# Causality, State Based vs. Operation Based Representation

Published by Weisser Zwerg Blog on

Judea Pearls Causality and the do()-calculus in a state-based and an operation-based picture.

## Rational

I am struggling since quite some time with Judea Pearl’s causality theory and his do-calculus. His work is summarized in the following three books (in order of publishing and in decreasing order of difficulty):

- Causality: Models, Reasoning and Inference
- Causal Inference in Statistics - A Primer
- The Book of Why: The New Science of Cause and Effect

The main reason I am struggling with his representation is that his representation does not match my intuition. He uses a state-based representation, while my intuition of causality is operation-based (I’ll explain the terminology below). In a follow-up blog-post I’ll go into further details about Judea Pearl’s causality theory, but in this one I’ll only focus on these representational issues.

### Thinking is writing and writing is thinking / Writing is hard, because thinking is hard

The preceding sub-title and the following quote are Leslie Lamport’s words:

- Writing is nature’s way of letting you know how sloppy your thinking is.
- Mathematics is nature’s way of letting you know how sloppy your writing is.
- Formal mathematics is nature’s way of letting you know how sloppy your mathematics is.

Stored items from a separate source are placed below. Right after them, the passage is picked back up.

//! Outbound HTTP client adapter using Hyper with Rustls (HTTP/1.1 + ALPN h2).
//!
//! Responsibilities:
//! * Streams request and response bodies without buffering
//! * Forces the request version to HTTP/1.1 while ALPN may negotiate h2
//! * Classifies transport failures (refused, DNS, other) for the engine
//!
//! This adapter is intentionally minimal; timeouts and circuit breaking are
//! the proxy engine's concern.

use async_trait::async_trait;
use axum::body::Body as AxumBody;
use eyre::Result;
use hyper::{Request, Response, Version, header};
use hyper_rustls::HttpsConnector;
use hyper_util::{
    client::legacy::{Client, connect::HttpConnector},
    rt::TokioExecutor,
};
use rustls_native_certs::load_native_certs;

use crate::ports::http_client::{HttpClient, HttpClientError, HttpClientResult};

pub struct HttpClientAdapter {
    client: Client<HttpsConnector<HttpConnector>, AxumBody>,
}

impl HttpClientAdapter {
    pub fn new() -> Result<Self> {
        // Install default crypto provider for rustls if not already set
        let _ = rustls::crypto::aws_lc_rs::default_provider().install_default();

        let mut http_connector = HttpConnector::new();
        http_connector.enforce_http(false); // Allow HTTPS URLs

        let mut root_cert_store = rustls::RootCertStore::empty();
        let native_certs = load_native_certs();

        for cert in native_certs.certs {
            if root_cert_store.add(cert).is_err() {
                tracing::warn!("Failed to add native certificate to rustls RootCertStore");
            }
        }
        if !native_certs.errors.is_empty() {
            tracing::warn!(
                "Some native certificates failed to load: {:?}",
                native_certs.errors
            );
        }

        let tls_config = rustls::ClientConfig::builder()
            .with_root_certificates(root_cert_store)
            .with_no_client_auth();

        let https_connector = hyper_rustls::HttpsConnectorBuilder::new()
            .with_tls_config(tls_config)
            .https_or_http()
            .enable_http1()
            .wrap_connector(http_connector);

        let client = Client::builder(TokioExecutor::new()).build::<_, AxumBody>(https_connector);

        Ok(Self { client })
    }

    /// Walk an error's source chain and classify it for the proxy engine.
    fn classify(err: &(dyn std::error::Error + 'static)) -> HttpClientError {
        let top_message = err.to_string();

        let mut source: Option<&(dyn std::error::Error + 'static)> = Some(err);
        while let Some(current) = source {
            if let Some(io_err) = current.downcast_ref::<std::io::Error>() {
                if io_err.kind() == std::io::ErrorKind::ConnectionRefused {
                    return HttpClientError::ConnectionRefused(io_err.to_string());
                }
            }

            let message = current.to_string();
            if message.contains("failed to lookup address")
                || message.contains("dns error")
                || message.contains("Name or service not known")
            {
                return HttpClientError::HostNotFound(message);
            }

            source = current.source();
        }

        HttpClientError::Transport(top_message)
    }
}

impl Default for HttpClientAdapter {
    fn default() -> Self {
        Self::new().expect("Failed to create HTTP client")
    }
}

#[async_trait]
impl HttpClient for HttpClientAdapter {
    async fn send_request(
        &self,
        req: Request<AxumBody>,
    ) -> HttpClientResult<Response<AxumBody>> {
        if req.uri().host().is_none() {
            return Err(HttpClientError::InvalidRequest(format!(
                "outgoing URI has no host: {}",
                req.uri()
            )));
        }

        let (mut parts, body) = req.into_parts();
        parts.version = Version::HTTP_11;

        // Set Host from the URI when the caller did not pin it already.
        if !parts.headers.contains_key(header::HOST) {
            if let Some(authority) = parts.uri.authority() {
                if let Ok(value) = header::HeaderValue::from_str(authority.as_str()) {
                    parts.headers.insert(header::HOST, value);
                }
            }
        }

        let outgoing = Request::from_parts(parts, body);

        let method = outgoing.method().clone();
        let uri = outgoing.uri().clone();

        match self.client.request(outgoing).await {
            Ok(response) => {
                tracing::debug!(
                    status = response.status().as_u16(),
                    %method,
                    %uri,
                    "upstream responded"
                );

                let (mut parts, hyper_body) = response.into_parts();
                // The body is re-framed as it is streamed back through the
                // server, so the upstream's framing header must not survive.
                parts.headers.remove(header::TRANSFER_ENCODING);

                Ok(Response::from_parts(parts, AxumBody::new(hyper_body)))
            }
            Err(err) => {
                let classified = Self::classify(&err);
                tracing::warn!(error = %classified, %method, %uri, "upstream request failed");
                Err(classified)
            }
        }
    }
}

This blog post develops in parallel to my thinking, e.g. don’t take it as the final word …

## Operation Based vs. State Based representations

The concept of operation-based vs. state-based is quite common in computer science, but I found the best description of the topic in the papers around Conflict-Free Replicated Data Types (CRDT). They make a difference between Commutative Replicated Data Types (CmRDTs or Operation-Based CRDT) and Convergent Replicated Data Types (CvRDTs or State-Based CRDTs). For the full details I suggest you read the paper A comprehensive study of Convergent and Commutative Replicated Data Types.

### State-Based Representation

In state-based representation you only track the state of an object (or the world), e.g. is-the-light-switch-on-p (this is lisp notation where the -p at the end indicates a predicate) with values yes/no.

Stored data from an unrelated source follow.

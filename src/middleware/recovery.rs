//! Recovery policy: the outermost layer, catching panics from every
//! downstream policy and from the proxy itself. Panicking requests answer
//! 500 with a generic body; the panic payload is logged and never re-raised.

use axum::{
    extract::Request,
    middleware::Next,
    response::{IntoResponse, Response},
};
use futures_util::FutureExt;

use crate::error::GatewayError;

pub async fn recovery(req: Request, next: Next) -> Response {
    let path = req.uri().path().to_string();
    let method = req.method().to_string();

    match std::panic::AssertUnwindSafe(next.run(req)).catch_unwind().await {
        Ok(response) => response,
        Err(panic) => {
            let detail = panic_message(panic.as_ref());
            let backtrace = std::backtrace::Backtrace::force_capture();
            tracing::error!(
                panic = %detail,
                path,
                method,
                backtrace = %backtrace,
                "recovered from panic while handling request"
            );

            GatewayError::Internal(detail).into_response()
        }
    }
}

fn panic_message(panic: &(dyn std::any::Any + Send)) -> String {
    if let Some(message) = panic.downcast_ref::<String>() {
        message.clone()
    } else if let Some(message) = panic.downcast_ref::<&str>() {
        (*message).to_string()
    } else {
        "unknown panic".to_string()
    }
}

#[cfg(test)]
mod tests {
    use axum::{Router, body::Body, http::StatusCode, middleware::from_fn, routing::get};
    use tower::ServiceExt;

    use super::*;

    async fn boom_handler() {
        panic!("something went sideways")
    }

    #[tokio::test]
    async fn test_panic_becomes_500_with_generic_body() {
        let app = Router::new()
            .route("/boom", get(boom_handler))
            .layer(from_fn(recovery));

        let response = app
            .oneshot(
                axum::http::Request::builder()
                    .uri("/boom")
                    .body(Body::empty())
                    .unwrap(),
            )
            .await
            .unwrap();

        assert_eq!(response.status(), StatusCode::INTERNAL_SERVER_ERROR);

        let body = axum::body::to_bytes(response.into_body(), 1024).await.unwrap();
        let json: serde_json::Value = serde_json::from_slice(&body).unwrap();
        assert_eq!(json["error"], "Internal server error");
    }

    #[tokio::test]
    async fn test_healthy_requests_pass_through() {
        let app = Router::new()
            .route("/ok", get(|| async { "fine" }))
            .layer(from_fn(recovery));

        let response = app
            .oneshot(
                axum::http::Request::builder()
                    .uri("/ok")
                    .body(Body::empty())
                    .unwrap(),
            )
            .await
            .unwrap();

        assert_eq!(response.status(), StatusCode::OK);
    }
}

### Operation-Based Representation

In the operation-based representation you track (or often know) a starting-state and then you track the operations. Imagine a bank account that starts out with 0 credits. The operations would be [deposit: 10], [withdraw: 5], … and if you know all the operations then you know the state of the bank account.

Both representations are equivalent and the above mentioned paper shows how to convert from the one to the other.

## Causality Representation vs. my Intuition

My intuition of causality works in the operation based picture. You start out with a world state $W_0$, you apply an action $A$ to it and you end up with a new world state $W_1$.

$f: (W_0, A) \mapsto W_1$

There is also an implicit happened-before order (e.g. time) in the sequence of actions (at least locally, e.g. when you look at an object like the light switch).

The representation of Markov-Decision-Processes (MDPs) would match my intuition quite well:

You hav states (green) and actions (redish/orange). If you apply an action to a state then you have some transition probabilities to other states. The rewards part of
MDPs is irrelevant for our analysis of causality here.

But the do-calculus of Judea Pearl works “on tables” (each column represents the instantiations of a random variable) like in statistics, e.g. it is completely state-based.

One typical example is the Rain-Sprinkler-GrassWet example:

You have three variables as three columns, one column `RAIN`

, one column `SPRINKLER`

and one column `GRASS_WET`

. This representation lacks actions (like “turn the sprinkler on”)
and time.

In such simple examples like `Rain-Sprinkler-GrassWet`

or `LightSwitch-Light`

or `Voltage-Current`

(like in Ohm’s law) this is fine.
But for more difficult examples it constantly confuses me.

Imagine the example of someone throwing a `projectile`

(stone, foot-ball, snow-ball, cotton-ball) and maybe hitting a `window`

that then perhaps breaks. In order to work with this
example it would not be sufficient to have a column `projectile`

with some value in it. You would need to store the whole trajectory in the “column” `projectile`

and then assign
to each trajectory a probability for the `window`

breaking.

I cannot tell exaclty why, but for my intuition it would also make a difference if the `projectile`

would be a stone or a snow-ball. In the case of a stone:
if somebody threw the stone three weeks ago and the window broke you could at least forensically reconstruct the happenings by finding the `projectile`

inside the room the window
is part of. But in the case of a snow-ball the window would break and three weeks later the snow-ball is molten and the water is evaporated, e.g. there is no trace left of the
object that caused the window to break. This is not relevant for forward causality (from cause to effect), but it feels important for the backward reasoning from effect to
most probable cause, especially if you have “missing variables” (like the snow-ball is missing).

## Possible resolution

I am not sure if this will remain my final answer, but for the moment I’ve settled for predicates like in logic. In the window example
you would introduce a column `projectile-did-hit-the-window-in-the-past-p`

or similar. Once you have converted the operation-based scenario into a (kind-of) state-based picture
you can apply the do-calculus.

I still would hope for another representation more like Markov-Decision-Processes.